ACCESS Ministry wants everyone to believe that they are teaching “morals” and “values”.

In this recent example on their website:

They give an example of an activity that they do in schools.

Notice how they say that their exercise is based on the a lesson that is taught to children (here in modern day Australia) that is “inspired by biblical examples like that of Naaman’s servant girl … in 2 Kings 5: 1-14”.

Using completely bizarre bible stories as moral parables escapes scrutiny because ... why?

Using completely bizarre bible stories as moral parables to teach children is a good idea?

Now I want everyone to pause for a minute and consider what ACCESS Ministries have to do in order to use a story from 2 Kings as the basis for “moral” or “values” education for children.  I would like to suggest that this is a fine example of just how perverse it is to hand over our schools to people who have no interest in education, but every motivation to drum their religious ideology into OPC (other people’s children).

Who in their right mind, would choose to locate a story (meant to instruct children in modern Australia) about “helping others” by starting with a story of a man with leprosy, and about child who kept in slavery?  Only a person who was deeply not serious about moral education.

It is just nutty to suppose that there are not better ways to communicate these ideas to children.

While we are at it, it merits asking why anyone would regard “the bible” as a good basis children’s instruction?  After all, it is not written for children.  We have heaps of great children’s literature – and have for a long time.  For example Aesop’s fables are valued as good material to communicate moral lessons to children because they are “child like” and easy to remember, and they come with clear, and simple moral lessons, presented in ways that children can understand in their child like ways.

The bible on the other hand is none of these things.  Additionally, many of the stories require deep knowledge of history and context to have any meaning at all.

In short, you really have to go out of your way to argue that the bible is a good text for primary school children to read as a source of “moral” or “values” instruction – we have much better, and relevant ways to communicate “values” and “morals” to children, than to place them in a “biblical” context.

To illustrate this, let me explain what an ACCESS Ministries volunteer must do to make sense of 2 Kings 5 to children:

First you have to introduce the character “Naaman”, who is a general in the Syrian Army.    

Also, he does not worship the same God that the Israelites worship.  They you have to explain that Naaman has leprosy, and you have to explain what that means.  Then you have to explain the biblical understanding that God both causes, and can cure disease.  Unless you explain these things, the story really makes no sense at all.

Ok, now keep in mind that, according to ACCESS Ministries, the point of reading 2 Kings 5 to children is to encourage them to want to do good.  

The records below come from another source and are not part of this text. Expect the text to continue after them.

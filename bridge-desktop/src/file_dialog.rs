//! Deck File Access via the Native Picker
//!
//! Files are only reachable through explicit user consent: the picker
//! returns a handle, and reads/writes take that handle. Declining the
//! dialog is an ordinary `Cancelled` outcome.

use async_trait::async_trait;
use bridge_traits::{
    error::{BridgeError, Result},
    storage::{Capability, DeckFileAccess, FileHandle, FilePickOutcome},
};
use tracing::debug;

/// Native file dialog implementation of the deck file sink.
pub struct RfdDeckFileAccess;

impl RfdDeckFileAccess {
    pub fn new() -> Self {
        Self
    }
}

impl Default for RfdDeckFileAccess {
    fn default() -> Self {
        Self::new()
    }
}

#[async_trait]
impl DeckFileAccess for RfdDeckFileAccess {
    fn capability(&self) -> Capability {
        Capability::Available
    }

    async fn pick_file(&self) -> Result<FilePickOutcome> {
        let picked = rfd::AsyncFileDialog::new()
            .set_title("Choose a deck file")
            .add_filter("Deck files", &["csv"])
            .pick_file()
            .await;

        match picked {
            Some(file) => {
                let handle = FileHandle::new(file.path().to_path_buf());
                debug!(file = %handle.name, "Deck file picked");
                Ok(FilePickOutcome::Picked(handle))
            }
            None => Ok(FilePickOutcome::Cancelled),
        }
    }

    async fn read_to_string(&self, handle: &FileHandle) -> Result<String> {
        tokio::fs::read_to_string(&handle.path)
            .await
            .map_err(BridgeError::Io)
    }

    async fn write_string(&self, handle: &FileHandle, contents: &str) -> Result<()> {
        tokio::fs::write(&handle.path, contents)
            .await
            .map_err(BridgeError::Io)
    }
}
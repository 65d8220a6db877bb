//! Wire types for the Pantry basket contract

use core_deck::Card;
use serde::{Deserialize, Serialize};

/// The single record stored in the deck basket.
///
/// The basket is replaced wholesale on every push; there is no patch or
/// per-card endpoint, so this payload always carries the complete deck.
#[derive(Debug, Clone, Serialize, Deserialize)]
pub struct BasketPayload {
    pub cards: Vec<Card>,
}

/// Subset of the pantry details response used for account validation.
#[derive(Debug, Clone, Deserialize)]
pub struct PantryDetails {
    #[serde(default)]
    pub name: String,
    #[serde(default)]
    pub baskets: Vec<BasketRef>,
}

#[derive(Debug, Clone, Deserialize)]
pub struct BasketRef {
    pub name: String,
}

#[cfg(test)]
mod tests {
    use super::*;

    #[test]
    fn basket_payload_uses_camel_case_cards() {
        let payload = BasketPayload {
            cards: vec![Card::new(
                "lumen",
                None,
                "a unit of luminous flux",
                None,
                "noun",
                1_700_000_000_000,
            )],
        };

        let json = serde_json::to_value(&payload).unwrap();
        let card = &json["cards"][0];
        assert!(card.get("partOfSpeech").is_some());
        assert!(card.get("createdAt").is_some());
        assert!(card.get("part_of_speech").is_none());
    }

    #[test]
    fn pantry_details_tolerates_missing_fields() {
        let details: PantryDetails = serde_json::from_str("{}").unwrap();
        assert!(details.baskets.is_empty());
    }
}
//! # Bridge Traits
//!
//! Platform abstraction traits shared across the Lexdeck core. Host
//! platforms implement these to supply HTTP transport, the local snapshot
//! store, the user-consented file sink, settings storage, and a time source;
//! provider crates implement [`storage::CloudBackup`] on top of
//! [`http::HttpClient`].
//!
//! Nothing in this crate performs I/O — it defines seams only.

pub mod error;
pub mod http;
pub mod storage;
pub mod time;

pub use error::{BridgeError, Result};
pub use http::{HttpClient, HttpMethod, HttpRequest, HttpResponse};
pub use storage::{
    Capability, CloudBackup, DeckFileAccess, FileHandle, FilePickOutcome, SettingsStore,
    SnapshotStore,
};
pub use time::{Clock, ManualClock, SystemClock};
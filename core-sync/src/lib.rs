//! # Sync Orchestration
//!
//! Owns the canonical in-memory deck and coordinates its three persistence
//! sinks: the unconditional local snapshot, the opt-in deck file, and the
//! opt-in cloud backup. See [`coordinator::SyncCoordinator`] for the
//! lifecycle and [`connection::CloudConnection`] for the cloud state
//! machine.

pub mod connection;
pub mod coordinator;
pub mod debounce;
pub mod error;

pub use connection::CloudConnection;
pub use coordinator::{FileConnectOutcome, SyncCoordinator, ACCOUNT_ID_KEY};
pub use debounce::DebounceSlot;
pub use error::{Result, SyncError};
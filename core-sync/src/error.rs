use thiserror::Error;

#[derive(Error, Debug)]
pub enum SyncError {
    #[error("Invalid state transition from {from} to {to}: {reason}")]
    InvalidStateTransition {
        from: String,
        to: String,
        reason: String,
    },

    #[error("No cloud account connected")]
    NotConnected,

    #[error("No cloud backup provider configured")]
    CloudNotConfigured,

    #[error("Refusing to push an empty deck over a remote backup")]
    EmptyDeckPush,

    #[error("No deck file connected")]
    FileTargetMissing,

    #[error("File sink is not available on this platform")]
    FileSinkUnavailable,

    #[error("File sink is restricted by the host environment")]
    FileSinkRestricted,

    #[error("Card not found: {0}")]
    CardNotFound(String),

    #[error(transparent)]
    Deck(#[from] core_deck::DeckError),

    #[error(transparent)]
    Bridge(#[from] bridge_traits::BridgeError),
}

pub type Result<T> = std::result::Result<T, SyncError>;
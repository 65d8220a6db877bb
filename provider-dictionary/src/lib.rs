//! # Dictionary Lookup Provider
//!
//! Definition lookup (dictionaryapi.dev) and word-completion suggestions
//! (Datamuse) behind the shared `HttpClient` seam. Lookup feeds the
//! lookup-to-deck action; suggestions are purely decorative.

pub mod error;
pub mod lookup;
pub mod suggest;
pub mod types;

pub use error::{DictionaryError, Result};
pub use lookup::DictionaryClient;
pub use suggest::DatamuseClient;
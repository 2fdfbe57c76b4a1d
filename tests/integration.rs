// Integration testing can be done either by calling library functions directly or by invoking your CLI as a subprocess.
use predicates::prelude::*;
use std::fs;

const DIRECTORIES: [&str; 9] = [
    "src/contracts",
    "src/components/ui",
    "src/components/web3",
    "src/context",
    "src/hooks",
    "src/styles",
    "src/utils",
    "public",
    "scripts",
];

fn dappinit() -> assert_cmd::Command {
    let mut cmd = assert_cmd::Command::cargo_bin("dappinit").unwrap();
    cmd.env("NO_COLOR", "1").env_remove("RUST_LOG");
    cmd
}

#[test]
fn empty_project_gets_full_layout() {
    let project = tempfile::tempdir().unwrap();

    dappinit()
        .current_dir(project.path())
        .assert()
        .success()
        .stdout(predicates::str::contains(
            "project structure created successfully",
        ));

    for dir in DIRECTORIES {
        assert!(project.path().join(dir).is_dir(), "{dir} missing");
    }
    assert!(!project.path().join(".env").exists());
    assert!(!project.path().join("tailwind.config.js").exists());
}

#[test]
fn env_template_is_copied_and_missing_tailwind_warns() {
    let project = tempfile::tempdir().unwrap();
    fs::write(
        project.path().join(".env.example"),
        "NEXT_PUBLIC_CHAIN_ID=250\n",
    )
    .unwrap();

    dappinit()
        .current_dir(project.path())
        .assert()
        .success()
        .stderr(predicates::str::contains("tailwind.config.js"));

    assert_eq!(
        fs::read_to_string(project.path().join(".env")).unwrap(),
        "NEXT_PUBLIC_CHAIN_ID=250\n"
    );
    assert!(!project.path().join("tailwind.config.js").exists());
}

#[test]
fn running_twice_is_idempotent() {
    let project = tempfile::tempdir().unwrap();
    fs::write(project.path().join(".env.example"), "KEY=value\n").unwrap();

    dappinit().current_dir(project.path()).assert().success();
    dappinit().current_dir(project.path()).assert().success();

    for dir in DIRECTORIES {
        assert!(project.path().join(dir).is_dir());
    }
    assert_eq!(
        fs::read_to_string(project.path().join(".env")).unwrap(),
        "KEY=value\n"
    );
}

#[test]
fn stale_destination_is_overwritten() {
    let project = tempfile::tempdir().unwrap();
    fs::write(project.path().join(".env.example"), "FRESH=1\n").unwrap();
    fs::write(project.path().join(".env"), "STALE=1\n").unwrap();

    dappinit().current_dir(project.path()).assert().success();

    assert_eq!(
        fs::read_to_string(project.path().join(".env")).unwrap(),
        "FRESH=1\n"
    );
}

#[test]
fn tailwind_config_survives_being_its_own_template() {
    let project = tempfile::tempdir().unwrap();
    fs::write(
        project.path().join("tailwind.config.js"),
        "module.exports = { content: [] }\n",
    )
    .unwrap();

    dappinit().current_dir(project.path()).assert().success();

    assert_eq!(
        fs::read_to_string(project.path().join("tailwind.config.js")).unwrap(),
        "module.exports = { content: [] }\n"
    );
}

#[test]
fn file_blocking_a_directory_fails() {
    let project = tempfile::tempdir().unwrap();
    fs::write(project.path().join("public"), "oops").unwrap();

    dappinit()
        .current_dir(project.path())
        .assert()
        .failure()
        .stdout(predicates::str::contains("created successfully").not())
        .stderr(predicates::str::contains("dappinit::filesystem_conflict"));

    assert_eq!(
        fs::read_to_string(project.path().join("public")).unwrap(),
        "oops"
    );
}

#[test]
fn root_flag_targets_another_directory() {
    let workspace = tempfile::tempdir().unwrap();
    let project = workspace.path().join("dapp");

    dappinit()
        .current_dir(workspace.path())
        .arg("--root")
        .arg("dapp")
        .assert()
        .success();

    assert!(project.join("src/components/web3").is_dir());
    assert!(!workspace.path().join("src").exists());
}

#[test]
fn manifest_replaces_built_in_layout() {
    let project = tempfile::tempdir().unwrap();
    fs::write(
        project.path().join("dappinit.toml"),
        r#"
directories = ["app/abi"]

[files]
"foundry.example.toml" = "foundry.toml"
"#,
    )
    .unwrap();
    fs::write(project.path().join("foundry.example.toml"), "[profile.default]\n").unwrap();

    dappinit()
        .current_dir(project.path())
        .args(["--config", "dappinit.toml"])
        .assert()
        .success();

    assert!(project.path().join("app/abi").is_dir());
    assert!(!project.path().join("src").exists());
    assert_eq!(
        fs::read_to_string(project.path().join("foundry.toml")).unwrap(),
        "[profile.default]\n"
    );
}

#[test]
fn invalid_manifest_fails_before_touching_disk() {
    let project = tempfile::tempdir().unwrap();
    fs::write(
        project.path().join("dappinit.toml"),
        r#"directories = ["../escape"]"#,
    )
    .unwrap();

    dappinit()
        .current_dir(project.path())
        .args(["--config", "dappinit.toml"])
        .assert()
        .failure()
        .stderr(predicates::str::contains("dappinit::config::invalid_path"));

    assert!(!project.path().join("src").exists());
}

#[test]
fn dry_run_previews_without_writing() {
    let project = tempfile::tempdir().unwrap();
    fs::write(project.path().join(".env.example"), "A=1\n").unwrap();

    dappinit()
        .current_dir(project.path())
        .arg("--dry-run")
        .assert()
        .success()
        .stdout(predicates::str::contains("contracts (new)"))
        .stdout(predicates::str::contains(".env (copy from .env.example)"));

    assert!(!project.path().join("src").exists());
    assert!(!project.path().join(".env").exists());
}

So, once you have told the children about the Syrian General with leprosy, you now have to introduce the “slave girl”, who lives in Naaman’s house because she was captured in a war and given to Naamans wife as a gift.  (the girl doesn’t have a name in the story).  

You then have to make a virtue out of this girl, and explain that she is happy to help her owner, and she does this by informing him that there is a prophet in Israel who can cure his disease.

If you are confused at this point how any of this makes sense as a meaningful way to encourage children to help others … you are not alone.

It takes some doing (there is some tearing of robes) but Naaman goes off to get this cure from the prophet Elisha who is a guy who can perform miracle cures.

The prophet tells Naaman to bathe in the Jordan River, which then has to be explained as something that is humiliating.   Eventually Naaman does as he is told and lo and behold, after following the instruction to dunk himself 7 times, he is cured!

Naaman then wants to pay the prophet, however the prophet is more concerned about making sure that Naaman knows who God is – and that Naaman should stop worshiping his God, and start worshiping the right God (ie the God of Israel).  All of this stuff, the seeking of prophets, the leprosy, the slave girl, the contest over which God is the right God, is in fact what much of the bible deals with.

Its a great parable for kids, right?

It seems that people who say that children benefit from “biblical principles” are never very specific about what this means.  In this case, it apparently means that slaves should be obedient and helpful, that miracle cures are possible if it is God’s will.   It also seems important to me that children learn that these ideas are in fact “wrong” – that they characterize primitive and superstitious thinking, but are no longer valid.

If you think I’m making any of this up, have a read of 2 Kings 5:

Is the point of this exercise to help children understand how to help others?

If it is, what is the point of telling them a story about how a Syrian General was healed by following his slave girl’s advice and seeking out the instruction of a prophet to rid himself of leprosy?  None of these concepts are likely to make sense to a child – nor will the help the child understand the supposed moral of the story, which ACCESS Ministries wants us to believe is about “helping others”.   Now, if the concept of “slave girls” and “prophets” etc … were familiar and made sense to kids, perhaps this story would be good – but they don’t (thank God).

Does ACCESS tell children that these stories are “true”?  I suspect they do.  Is this a good thing or a bad thing?

Is the bible really a good source of moral instruction, or have we handed over 30 minutes a week of our children’s education to people who have no business being around children?